Kohlekommission und RWE: Kein Friede in den Dörfern

Der Konsens in der Kommission sollte den Streit um den Hambacher Forst beenden. Aber RWE reißt weiter Dörfer ab und Aktivisten besetzen Bagger.

Bagger schaufelt Erdreich ab

Gundi Gundermann wäre entzückt: baggern, baggern, baggern. In Hambach schafft es nur Konflikte Foto: Oliver Berg/dpa

KEYENBERG, BERLIN taz | Den letzten Nagel biegt der Aktivist im Hambacher Forst mit der Hand um. Dann ist das Holzkreuz fertig, der Mann nimmt es mit. Seit Tagen wächst die Zahl der Kreuze im umkämpften Wald neben dem Braunkohletagebau Hambach: Das gelbe X hängt hier am Baum und da am gespannten Netz, es lehnt dort am Stamm und klemmt drüben zwischen Zweigen. „Wir werden uns auf dieses miese Spiel nicht einlassen“, sagt Clumsy. So nennt sich der Aktivist, der seit sieben Jahren im Wald lebt. „Von wegen 'entweder Wald oder Dörfer’.“

In Nordrhein-Westfalen ­haben Um­weltaktivist*innen und An­woh­ner*in­nen die längste Zeit getrennt protestiert. Jetzt trifft man sich für gemeinsamen Protest. Denn sie haben das Gefühl, dass Tagebaubetreiber RWE und die Politik sie gegeneinander ausspielen wollen. Das gelbe Kreuz, das nun im Wald hängt, benutzen die Menschen in den zur Umsiedlung vorgesehenen Dörfern schon lange als Symbol des Widerstands. Eines dieser Dörfer ist Keyenberg am Tagebau Garzweiler.
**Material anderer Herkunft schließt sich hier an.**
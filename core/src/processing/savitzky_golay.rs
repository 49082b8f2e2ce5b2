use crate::math::savitzky_golay::coefficients;
use crate::prelude::{SpectrumError, SpectrumResult, Transform};
use crate::processing::buffer_pool::BufferPool;
use crate::spectrum::Spectrum;
use crate::telemetry::log::LogManager;
use serde::{Deserialize, Serialize};

#[derive(Debug, Clone, PartialEq, Serialize, Deserialize)]
#[serde(default)]
pub struct SavitzkyGolayConfig {
    /// Points used before the centre.
    pub left: usize,
    /// Points used after the centre.
    pub right: usize,
    pub polynomial: usize,
    /// 0 smooths, 1 and above differentiate.
    pub derivative: usize,
}

impl Default for SavitzkyGolayConfig {
    fn default() -> Self {
        Self {
            left: 3,
            right: 3,
            polynomial: 2,
            derivative: 1,
        }
    }
}

/// Savitzky-Golay smoothing / differentiation over point order.
///
/// The first `left` and last `right` points have no full window and are
/// dropped from the output.
pub struct SavitzkyGolay {
    config: SavitzkyGolayConfig,
    weights: Vec<f32>,
    pool: BufferPool,
    logger: LogManager,
}

impl SavitzkyGolay {
    pub fn new(config: SavitzkyGolayConfig) -> SpectrumResult<Self> {
        let weights = coefficients(
            config.left,
            config.right,
            config.polynomial,
            config.derivative,
        )?;
        Ok(Self {
            config,
            weights,
            pool: BufferPool::with_capacity(4),
            logger: LogManager::new("savitzky_golay"),
        })
    }

    pub fn weights(&self) -> &[f32] {
        &self.weights
    }
}

impl Transform for SavitzkyGolay {
    fn name(&self) -> &str {
        "savitzky_golay"
    }

    fn check(&self, spectrum: &Spectrum) -> SpectrumResult<()> {
        if spectrum.len() < self.weights.len() {
            return Err(SpectrumError::InvalidInput(format!(
                "savitzky_golay: spectrum '{}' has {} points, window needs {}",
                spectrum.id(),
                spectrum.len(),
                self.weights.len()
            )));
        }
        Ok(())
    }

    fn process(&mut self, spectrum: &Spectrum) -> SpectrumResult<Spectrum> {
        self.check(spectrum)?;

        let points = spectrum.points();
        let window = self.weights.len();
        let mut amplitudes = self.pool.checkout(points.len() + 1 - window);
        for (slot, chunk) in amplitudes.iter_mut().zip(points.windows(window)) {
            *slot = chunk
                .iter()
                .zip(&self.weights)
                .map(|(point, weight)| point.amplitude() * weight)
                .sum();
        }

        let centre = &points[self.config.left..points.len() - self.config.right];
        let output = spectrum.derive(
            centre
                .iter()
                .zip(&amplitudes)
                .map(|(point, &amplitude)| point.with_amplitude(amplitude))
                .collect(),
        );
        self.pool.release(amplitudes);
        self.logger
            .detail(&format!("{} filtered with window {}", spectrum.id(), window));
        Ok(output)
    }

    fn cleanup(&mut self) {
        self.pool.reset();
    }
}
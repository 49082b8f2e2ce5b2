pub mod kennard_stone;

pub use kennard_stone::{KennardStone, SUBSET_ALL};
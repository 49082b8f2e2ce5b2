//! Free functions over spectra and sorted point slices.

pub mod algebra;
pub mod analysis;
pub mod gaps;
pub mod resample;
pub mod search;

pub use algebra::{intersect, merge, minus, missing_regions, union};
pub use analysis::{count_regions, count_sign_changes, diff, interpolate, Interpolation};
pub use gaps::{fill_gaps, GapFilling};
pub use resample::resample;
pub use search::{find_closest, find_enclosing, find_exact};
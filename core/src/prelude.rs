use crate::spectrum::Spectrum;
use serde::{Deserialize, Serialize};
use std::fmt;
use std::str::FromStr;

/// Common error type for spectrum utilities and filters.
#[derive(thiserror::Error, Debug, Clone, PartialEq)]
pub enum SpectrumError {
    #[error("spectrum has no points")]
    EmptySpectrum,
    #[error("points are not sorted ascending by wave number")]
    UnsortedInput,
    #[error("wave number {0} not present")]
    MissingWaveNumber(f32),
    #[error("length mismatch: expected {expected}, got {actual}")]
    LengthMismatch { expected: usize, actual: usize },
    #[error("invalid input: {0}")]
    InvalidInput(String),
    #[error("filter not trained: {0}")]
    NotTrained(String),
    #[error("unhandled variant: {0}")]
    UnhandledVariant(String),
}

pub type SpectrumResult<T> = Result<T, SpectrumError>;

/// Single-item transform shared by every filter shape.
///
/// Implementations never mutate their input; `&mut self` only grants access
/// to per-run scratch state, which `cleanup` releases.
pub trait Transform: Send {
    fn name(&self) -> &str;

    /// Rejects items the filter cannot handle before any work is done.
    fn check(&self, spectrum: &Spectrum) -> SpectrumResult<()> {
        if spectrum.is_empty() {
            return Err(SpectrumError::InvalidInput(format!(
                "{}: spectrum '{}' has no points",
                self.name(),
                spectrum.id()
            )));
        }
        Ok(())
    }

    fn process(&mut self, spectrum: &Spectrum) -> SpectrumResult<Spectrum>;

    /// Releases transient per-run resources.
    fn cleanup(&mut self) {}

    /// Exposes the batch capability of filters that have one.
    fn as_trainable(&self) -> Option<&dyn Trainable> {
        None
    }

    fn as_trainable_mut(&mut self) -> Option<&mut dyn Trainable> {
        None
    }
}

/// Filter with a fit phase over a population.
pub trait Trainable: Transform {
    fn is_trained(&self) -> bool;

    fn train(&mut self, spectra: &[Spectrum]) -> SpectrumResult<()>;

    /// Forgets any fitted state.
    fn reset(&mut self);

    /// Trains on `spectra` when untrained, then filters every item.
    fn filter_batch(&mut self, spectra: &[Spectrum]) -> SpectrumResult<Vec<Spectrum>> {
        if !self.is_trained() {
            self.train(spectra)?;
        }
        spectra.iter().map(|spectrum| self.process(spectrum)).collect()
    }
}

/// How a composite combines its sub-filters.
#[derive(Debug, Clone, Copy, PartialEq, Eq, Default, Serialize, Deserialize)]
#[serde(rename_all = "snake_case")]
pub enum CombineMode {
    /// Output of each sub-filter feeds the next one.
    #[default]
    Series,
    /// Every sub-filter sees the original input; outputs are merged with
    /// the first registered sub-filter winning on shared wave numbers.
    ParallelMerge,
}

impl fmt::Display for CombineMode {
    fn fmt(&self, f: &mut fmt::Formatter<'_>) -> fmt::Result {
        match self {
            CombineMode::Series => write!(f, "series"),
            CombineMode::ParallelMerge => write!(f, "parallel_merge"),
        }
    }
}

impl FromStr for CombineMode {
    type Err = SpectrumError;

    fn from_str(s: &str) -> Result<Self, Self::Err> {
        match s {
            "series" => Ok(CombineMode::Series),
            "parallel_merge" => Ok(CombineMode::ParallelMerge),
            other => Err(SpectrumError::UnhandledVariant(format!(
                "combine mode '{}'",
                other
            ))),
        }
    }
}

/// Filter built from an ordered list of sub-filters.
pub trait Composite: Transform {
    fn mode(&self) -> CombineMode;

    fn sub_filters(&self) -> &[Box<dyn Transform>];

    fn add(&mut self, filter: Box<dyn Transform>);
}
Hier wohnt Norbert Winzen auf einem Hof aus denkmalgeschützten Vierkanthäusern: Drei Generationen seiner Familie leben aktuell hier, dar­unter sieben Kinder. Die Winzens besitzen Tausende Quadratmeter an landwirtschaftlichen Nutzflächen in Keyenberg. Für das neue Dorf, in das die Anwohner*innen umgesiedelt werden sollen, bekommen sie kein Angebot von RWE, berichtet Norbert Winzen. „Wir gehören zu denen, die hier zu viel Grund haben, um ihn zu ersetzen“, sagt Norbert Winzen. „Auf die Weise werden viele aus der Gemeinschaft gerissen, die nicht verkaufen wollen.“

Seit der Veröffentlichung des Abschlussberichtes der Kohlekommission läuft ein Deutungsstreit. Um möglichst alle Teilnehmenden zur Unterzeichnung zu bewegen, hat man viele Stellen schwammig formuliert. So heißt es, der Erhalt des Waldes am Tagebau Hambach sei „wünschenswert“, und mit den Dorfbewohnern am Tagebau Garzweiler solle gesprochen werden.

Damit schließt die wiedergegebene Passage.